実は、数は少ないのですが暇なときに職場の仲間にも同じ調査紙を配って10数人に書いてもらった。「ケイタイがないと不安」などの比率は、それほど女子大生と変わるものではない。私もそうなのですが、日本人の多くは「不所持不安症候群」になっている。しかし面白かったのは、通話送受信の数とメール送受信数の差が、年齢が上がれば上がるほど縮小して、上になるほどメール送受信数がゼロに近づくと言うことです。つまり、ケイタイをメールで使うかどうかが「若いかどうか」の分岐点。
逆の面を見ると、年齢や社会経験、それにニーズの差があると思うのですが、18~20才の彼女らのケイタイを通じた情報ゲット能力は低い。電車、レストラン、本、野球結果などの限定情報に限られている。ケイタイで新聞を読んでいる人は、50人中わずかに一人だった。彼女らは紙としての新聞もほとんど読んでいないので、つまり我々が連想する「新聞」というものが、彼女らの生活には全く入っていないことになる。
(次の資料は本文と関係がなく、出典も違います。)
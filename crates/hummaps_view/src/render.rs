//! Drawing seam between the viewport and a display surface.

use crate::geometry::{Point, Size};

/// Something the current page can be composed onto.
///
/// The browser shell implements this for a 2D canvas context, the app crate
/// for an in-memory raster.
pub trait Surface {
    /// Decoded image type this surface can draw.
    type Image: ?Sized;

    /// Erase the whole viewport.
    fn clear(&mut self, viewport: Size);

    /// Draw `image` with its top-left corner at `offset`, scaled uniformly.
    fn draw_image(&mut self, image: &Self::Image, scale: f64, offset: Point);
}

/// Everything needed to draw one frame.
#[derive(Debug, Clone, Copy, PartialEq)]
pub struct Frame {
    pub viewport: Size,
    pub scale: f64,
    pub offset: Point,
}

impl Frame {
    /// Draw the frame. Drawing the same frame twice yields the same picture
    /// since the surface is cleared first.
    pub fn draw<S: Surface + ?Sized>(&self, surface: &mut S, image: &S::Image) {
        surface.clear(self.viewport);
        surface.draw_image(image, self.scale, self.offset);
    }
}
実は、彼女らにだけ情報を提供してもらうのはフェアでないと思って、私のケイタイ利用実態も彼女らに渡した。それは以下の通りです。
「不所持不安症候群」は私の場合もその通りだとして、それ以外を言うと、筆者もケイタイを忘れて駅に到着したとすると、必ず家に取りに戻ります。平日はケイタイにいろいろな連絡が入るから絶対忘れられない。彼女らがケイタイ不所持だと不安なのに、家に忘れても取りに帰らない理由は、仕事がないという点もあると思う。ただし私は、寝るとき基本的にケイタイは枕元には置きません。うるさいから。ただし旅先で目覚ましに使うときは別です。彼女らの中にも、ケイタイが目覚まし代わりという人が少なからずいた。
- 圧倒的に情報端末として
株式指標のレベルや為替相場のチェック
フラッシュニュースや、主要ニュースのチェック(朝日新聞、読売新聞、日経新聞、ブルームバーグ、CNNなどのサイト)
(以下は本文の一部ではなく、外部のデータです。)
use crate::config::{AppConfig, ConfigError};
use crate::image_cache::ImageCache;
use crate::keybindings::{KeyAction, KeyBindings};
use crate::message::Message;
use crate::navigation::{MapEntry, NavOutcome, Navigator, ViewMode};

/// Caption shown above the map frame.
#[derive(Debug, Clone, PartialEq, Eq)]
pub struct MapLabel {
    /// Alt text of the page image
    pub text: String,
    /// File name of the page image, shown as a link to it
    pub file_name: String,
    pub url: String,
}

impl MapLabel {
    pub fn for_source(source: &ImageSource) -> Self {
        Self {
            text: source.alt_text.clone(),
            file_name: source.file_name().to_string(),
            url: source.source_url.clone(),
        }
    }
}

/// Side effects for the platform shell.
#[derive(Debug, Clone, PartialEq)]
pub enum AppEffect {
    /// Viewport side effect
    Viewer(Effect),
    /// Hide the map frame, show the list
    ShowList,
    /// Hide the list, show the map frame with this caption
    ShowMap(MapLabel),
}

impl From<Effect> for AppEffect {
    fn from(effect: Effect) -> Self {
        AppEffect::Viewer(effect)
    }
}

/// The map viewer. `H` is the platform's decoded image handle.
pub struct MapViewer<H> {
    controller: ViewerController,
    navigator: Navigator,
    bindings: KeyBindings,
    cache: ImageCache<H>,
    /// Handle of the page currently in the viewport
    current: Option<H>,
    /// Search UI has focus; resizes come from the on-screen keyboard
    search_active: bool,
}

impl<H: Clone> MapViewer<H> {
    pub fn new(config: &AppConfig, maps: Vec<MapEntry>, size: Size) -> Result<Self, ConfigError> {
        let controller = ViewerController::new(config.viewer.clone(), size)?;
        let cache = ImageCache::new(config.image_cache_size);
        log::info!(
            "Map viewer with {} maps, caching up to {} pages",
            maps.len(),
            cache.capacity()
        );
        Ok(Self {
            controller,
            navigator: Navigator::new(maps),
            bindings: config.keybindings.to_keybindings(),
            cache,
            current: None,
            search_active: false,
        })
    }

    pub fn navigator(&self) -> &Navigator {
        &self.navigator
    }

    pub fn controller(&self) -> &ViewerController {
        &self.controller
    }

    pub fn viewport_state(&self) -> Option<&ViewportState> {
        self.controller.state()
    }

    pub fn image_cache(&self) -> &ImageCache<H> {
        &self.cache
    }

    /// Handle of the page in the viewport.
    pub fn current_handle(&self) -> Option<&H> {
        self.current.as_ref()
    }

    /// Caption for the page the navigator points at.
    pub fn label(&self) -> Option<MapLabel> {
        self.navigator.current_source().map(MapLabel::for_source)
    }

    /// True if `key` belongs to the viewer in the current view, so the
    /// browser should not scroll the page with it.
    pub fn claims_key(&self, key: Key) -> bool {
        if self.search_active {
            return false;
        }
        let in_map = self.navigator.mode() == ViewMode::Map;
        match self.bindings.action_for_key(key) {
            Some(action) => in_map || !action.requires_map_view(),
            None => in_map && key.is_zoom_key(),
        }
    }

    pub fn update(&mut self, message: Message<H>) -> Vec<AppEffect> {
        match message {
            Message::SelectMap(index) => {
                let outcome = self.navigator.select(index);
                self.navigate(outcome)
            }
            Message::ToggleView => {
                let outcome = self.navigator.toggle_view();
                self.navigate(outcome)
            }
            Message::Next => {
                let outcome = self.navigator.next();
                self.navigate(outcome)
            }
            Message::Prev => {
                let outcome = self.navigator.prev();
                self.navigate(outcome)
            }
            Message::Input(event) => self.handle_input(event),
            Message::Zoom(factor) => match self.controller.state() {
                Some(state) => {
                    let intent = Intent::ZoomTo {
                        scale: state.scale * factor,
                        origin: None,
                    };
                    viewer(self.controller.apply(intent, Instant::now()))
                }
                None => Vec::new(),
            },
            Message::Resized(size) => {
                if self.search_active {
                    log::debug!("Ignoring resize to {}x{} while searching", size.width, size.height);
                    return Vec::new();
                }
                viewer(self.controller.resize(size))
            }
            Message::SearchFocus(active) => {
                self.search_active = active;
                Vec::new()
            }
            Message::ImageLoaded {
                ticket,
                handle,
                width,
                height,
            } => {
                if !self.controller.is_current_load(ticket) {
                    log::debug!("Dropping stale image {:?}", ticket);
                    return Vec::new();
                }
                let url = self.controller.pending_image().map(|s| s.source_url.clone());
                let effects = self.controller.image_loaded(ticket, width, height);
                let shown = self
                    .controller
                    .current_image()
                    .filter(|metadata| Some(&metadata.source_url) == url.as_ref());
                if let Some(metadata) = shown {
                    self.cache.insert(metadata.clone(), handle.clone());
                    self.current = Some(handle);
                }
                viewer(effects)
            }
            Message::ImageFailed { ticket, message } => viewer(self.controller.image_failed(ticket, message)),
            Message::LoaderTimeout(ticket) => viewer(self.controller.loader_timeout(ticket)),
            Message::AnimationFrame { token, now } => viewer(self.controller.animation_frame(token, now)),
        }
    }

    /// Draw the current page. Returns false if there is nothing to draw.
    pub fn render<S: Surface<Image = H>>(&self, surface: &mut S) -> bool {
        match &self.current {
            Some(handle) => self.controller.render(surface, handle),
            None => false,
        }
    }

    fn handle_input(&mut self, event: InputEvent) -> Vec<AppEffect> {
        if let InputEvent::Key(key) = event {
            if self.search_active {
                return Vec::new();
            }
            if let Some(action) = self.bindings.action_for_key(key) {
                return self.key_action(action);
            }
        }
        if self.navigator.mode() != ViewMode::Map {
            return Vec::new();
        }
        viewer(self.controller.handle_input(&event))
    }

    fn key_action(&mut self, action: KeyAction) -> Vec<AppEffect> {
        if action.requires_map_view() && self.navigator.mode() != ViewMode::Map {
            return Vec::new();
        }
        let outcome = match action {
            KeyAction::ShowList => self.navigator.show_list(),
            KeyAction::PrevPage => self.navigator.prev_page(),
            KeyAction::NextPage => self.navigator.next_page(),
            KeyAction::PrevMap => self.navigator.prev_map(),
            KeyAction::NextMap => self.navigator.next_map(),
        };
        self.navigate(outcome)
    }

    fn navigate(&mut self, outcome: NavOutcome) -> Vec<AppEffect> {
        match outcome {
            NavOutcome::Unchanged => Vec::new(),
            NavOutcome::ShowList => {
                let mut effects = vec![AppEffect::ShowList];
                effects.extend(self.controller.clear().into_iter().map(AppEffect::from));
                self.current = None;
                effects
            }
            NavOutcome::ShowPage(source) => {
                let mut effects = vec![AppEffect::ShowMap(MapLabel::for_source(&source))];
                match self.cache.get(&source.source_url) {
                    Some(cached) => {
                        log::debug!("Showing cached {}", source.source_url);
                        self.current = Some(cached.handle);
                        effects.extend(viewer(self.controller.show_loaded(cached.metadata)));
                    }
                    None => effects.extend(viewer(self.controller.show_image(source))),
                }
                effects
            }
        }
    }
}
大リーグ、プロ野球の結果や経過チェックに- 双方向通信手段として
電話 友人から、オフィスから、マスメディアから
メール メーリング・リストのメール、家族間メール、その他
リモートメール(自宅のPCに来たメールをチェックし、返信できるシステム)- 取引手段として
株式などの金融取引
店などへの決済
面白かったのは、「ケイタイを暇つぶしにしばしば使う」と答えた人が44人もいたこと。昼間の立っている人がいない電車などに乗ると、乗客の半分はケイタイを見ていたり、いじっていたり。必要でいじっている人もいるのでしょうが、暇つぶしが結構多いということです。「眠れないときにケイタイをいじる」という人もいた。
ケイタイのリスクについては、18~20才の彼女らがよく知っていることに安心しました。これは発見だった。
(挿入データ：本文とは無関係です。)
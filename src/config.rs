//! Configuration file support for the map viewer.
//!
//! Settings are stored as JSON: a file under the user's config directory on
//! native builds, `localStorage` in the browser.

use hummaps_view::{ViewError, ViewerConfig};
use serde::{Deserialize, Serialize};

use crate::constants::DEFAULT_IMAGE_CACHE_SIZE;
use crate::keybindings::KeyBindingsConfig;

/// Log level setting for the application.
#[derive(Debug, Clone, Copy, PartialEq, Eq, Serialize, Deserialize, Default)]
#[serde(rename_all = "lowercase")]
pub enum LogLevel {
    /// Show only errors
    Error,
    /// Show errors and warnings
    Warn,
    /// Show errors, warnings, and info messages
    #[default]
    Info,
    /// Show debug-level logging
    Debug,
    /// Show all log messages including trace
    Trace,
}

impl LogLevel {
    /// Convert to log crate's LevelFilter.
    pub fn to_level_filter(&self) -> log::LevelFilter {
        match self {
            LogLevel::Error => log::LevelFilter::Error,
            LogLevel::Warn => log::LevelFilter::Warn,
            LogLevel::Info => log::LevelFilter::Info,
            LogLevel::Debug => log::LevelFilter::Debug,
            LogLevel::Trace => log::LevelFilter::Trace,
        }
    }

    /// Convert to log crate's Level (console_log wants a level, not a filter).
    pub fn to_level(&self) -> log::Level {
        match self {
            LogLevel::Error => log::Level::Error,
            LogLevel::Warn => log::Level::Warn,
            LogLevel::Info => log::Level::Info,
            LogLevel::Debug => log::Level::Debug,
            LogLevel::Trace => log::Level::Trace,
        }
    }
}

/// Current configuration file format version.
/// Increment this when making breaking changes to the config format.
pub const CONFIG_VERSION: u32 = 1;

/// Application configuration.
#[derive(Debug, Clone, PartialEq, Serialize, Deserialize)]
pub struct AppConfig {
    /// Version of the configuration file format
    pub version: u32,

    /// Application name (for identification)
    #[serde(default = "default_app_name")]
    pub app_name: String,

    /// Log verbosity level
    #[serde(default)]
    pub log_level: LogLevel,

    /// Pan/zoom tuning
    #[serde(default)]
    pub viewer: ViewerConfig,

    /// Keybinding configuration
    #[serde(default)]
    pub keybindings: KeyBindingsConfig,

    /// Number of decoded page images kept for instant revisits
    #[serde(default = "default_image_cache_size")]
    pub image_cache_size: usize,
}

fn default_app_name() -> String {
    "Hummaps".to_string()
}

fn default_image_cache_size() -> usize {
    DEFAULT_IMAGE_CACHE_SIZE
}

impl AppConfig {
    /// Create a new configuration with default values.
    pub fn new() -> Self {
        Self {
            version: CONFIG_VERSION,
            app_name: default_app_name(),
            log_level: LogLevel::default(),
            viewer: ViewerConfig::default(),
            keybindings: KeyBindingsConfig::default(),
            image_cache_size: default_image_cache_size(),
        }
    }

    /// Check every setting is usable.
    pub fn validate(&self) -> Result<(), ConfigError> {
        self.viewer.validate()?;
        Ok(())
    }

    /// Serialize the configuration to JSON.
    pub fn to_json(&self) -> Result<String, serde_json::Error> {
        serde_json::to_string_pretty(self)
    }

    /// Deserialize and validate configuration from JSON.
    pub fn from_json(json: &str) -> Result<Self, ConfigError> {
        let config: Self = serde_json::from_str(json)?;

        if config.version > CONFIG_VERSION {
            return Err(ConfigError::VersionTooNew {
                file_version: config.version,
                supported_version: CONFIG_VERSION,
            });
        }
        config.validate()?;

        Ok(config)
    }

    pub fn default_filename() -> &'static str {
        "config.json"
    }

    /// Get the default config file path.
    /// Returns None on WASM (no filesystem access).
    #[cfg(not(target_arch = "wasm32"))]
    pub fn default_path() -> Option<std::path::PathBuf> {
        if let Some(config_dir) = dirs::config_dir() {
            Some(config_dir.join("hummaps").join(Self::default_filename()))
        } else {
            dirs::home_dir().map(|home_dir| {
                home_dir
                    .join(".config")
                    .join("hummaps")
                    .join(Self::default_filename())
            })
        }
    }

    /// Load configuration from a file.
    #[cfg(not(target_arch = "wasm32"))]
    pub fn load(path: &std::path::Path) -> Result<Self, ConfigError> {
        let json = std::fs::read_to_string(path)?;
        Self::from_json(&json)
    }

    /// Try to load configuration from the default path.
    /// Returns None if the file doesn't exist or can't be read.
    #[cfg(not(target_arch = "wasm32"))]
    pub fn load_from_default_path() -> Option<Self> {
        let path = Self::default_path()?;
        if !path.exists() {
            log::debug!("No config file found at {:?}", path);
            return None;
        }

        match Self::load(&path) {
            Ok(config) => {
                log::info!("Loaded configuration from {:?}", path);
                Some(config)
            }
            Err(e) => {
                log::warn!("Ignoring config file {:?}: {}", path, e);
                None
            }
        }
    }

    /// LocalStorage key for WASM config persistence.
    #[cfg(target_arch = "wasm32")]
    const LOCALSTORAGE_KEY: &'static str = "hummaps-config";

    /// Try to load configuration from localStorage (WASM only).
    /// Returns None if not found or can't be parsed.
    #[cfg(target_arch = "wasm32")]
    pub fn load_from_local_storage() -> Option<Self> {
        let window = web_sys::window()?;
        let storage = window.local_storage().ok()??;

        match storage.get_item(Self::LOCALSTORAGE_KEY) {
            Ok(Some(json)) => match Self::from_json(&json) {
                Ok(config) => {
                    log::info!("Loaded configuration from localStorage");
                    Some(config)
                }
                Err(e) => {
                    log::warn!("Ignoring config in localStorage: {}", e);
                    None
                }
            },
            Ok(None) => None,
            Err(e) => {
                log::warn!("Failed to read from localStorage: {:?}", e);
                None
            }
        }
    }
}

impl Default for AppConfig {
    fn default() -> Self {
        Self::new()
    }
}

/// Errors that can occur when loading configuration.
#[derive(Debug, thiserror::Error)]
pub enum ConfigError {
    /// JSON parsing error
    #[error("Failed to parse configuration: {0}")]
    ParseError(#[from] serde_json::Error),

    /// Configuration version is newer than supported
    #[error(
        "Configuration file version {file_version} is newer than supported version {supported_version}"
    )]
    VersionTooNew {
        file_version: u32,
        supported_version: u32,
    },

    /// A viewer setting is out of range
    #[error(transparent)]
    Invalid(#[from] ViewError),

    /// I/O error when reading the config file
    #[error("I/O error: {0}")]
    IoError(#[from] std::io::Error),
}

#[cfg(test)]
mod tests {
    use super::*;

    #[test]
    fn test_default_round_trip() {
        let config = AppConfig::default();
        let json = config.to_json().unwrap();
        assert_eq!(AppConfig::from_json(&json).unwrap(), config);
    }

    #[test]
    fn test_minimal_file() {
        let config = AppConfig::from_json(r#"{ "version": 1 }"#).unwrap();
        assert_eq!(config.app_name, "Hummaps");
        assert_eq!(config.log_level, LogLevel::Info);
        assert_eq!(config.image_cache_size, DEFAULT_IMAGE_CACHE_SIZE);
        assert_eq!(config.viewer, ViewerConfig::default());
    }

    #[test]
    fn test_nested_viewer_settings() {
        let json = r#"{ "version": 1, "log_level": "debug", "viewer": { "loader_delay_ms": 300 } }"#;
        let config = AppConfig::from_json(json).unwrap();
        assert_eq!(config.log_level.to_level_filter(), log::LevelFilter::Debug);
        assert_eq!(config.viewer.loader_delay_ms, 300);
        assert_eq!(config.viewer.zoom_step, ViewerConfig::default().zoom_step);
    }

    #[test]
    fn test_rejects_newer_version() {
        let err = AppConfig::from_json(r#"{ "version": 99 }"#).unwrap_err();
        assert!(matches!(err, ConfigError::VersionTooNew { file_version: 99, .. }));
    }

    #[test]
    fn test_rejects_invalid_viewer_settings() {
        let err = AppConfig::from_json(r#"{ "version": 1, "viewer": { "zoom_step": 0.5 } }"#).unwrap_err();
        assert!(matches!(err, ConfigError::Invalid(_)));
    }

    #[test]
    fn test_garbage() {
        assert!(matches!(
            AppConfig::from_json("not json"),
            Err(ConfigError::ParseError(_))
        ));
    }
}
新しいメディア・ツールは、出現したときは常に軽視・軽蔑される。ラジオもテレビもそうだった。既存メディアに比べれば、胡散臭いからだ。しかし、時間の経過とともに新しいメディアは影響力を増す。
仮に彼女らが寝る時もケイタイを枕元に置いているとしたら(事実大部分がそうだった)、「ケイタイと一緒の時間は一日24時間」に限りなく接近する。この重要なメディア媒体が軽視されて良いわけはない。文化伝承媒体としても、販売媒体としても、コミュニケーション・ツールとしても。ケイタイ(もう電話とは呼びません)は、例えば5年後という直ぐ先の未来でも凄まじいツールになっているでしょう。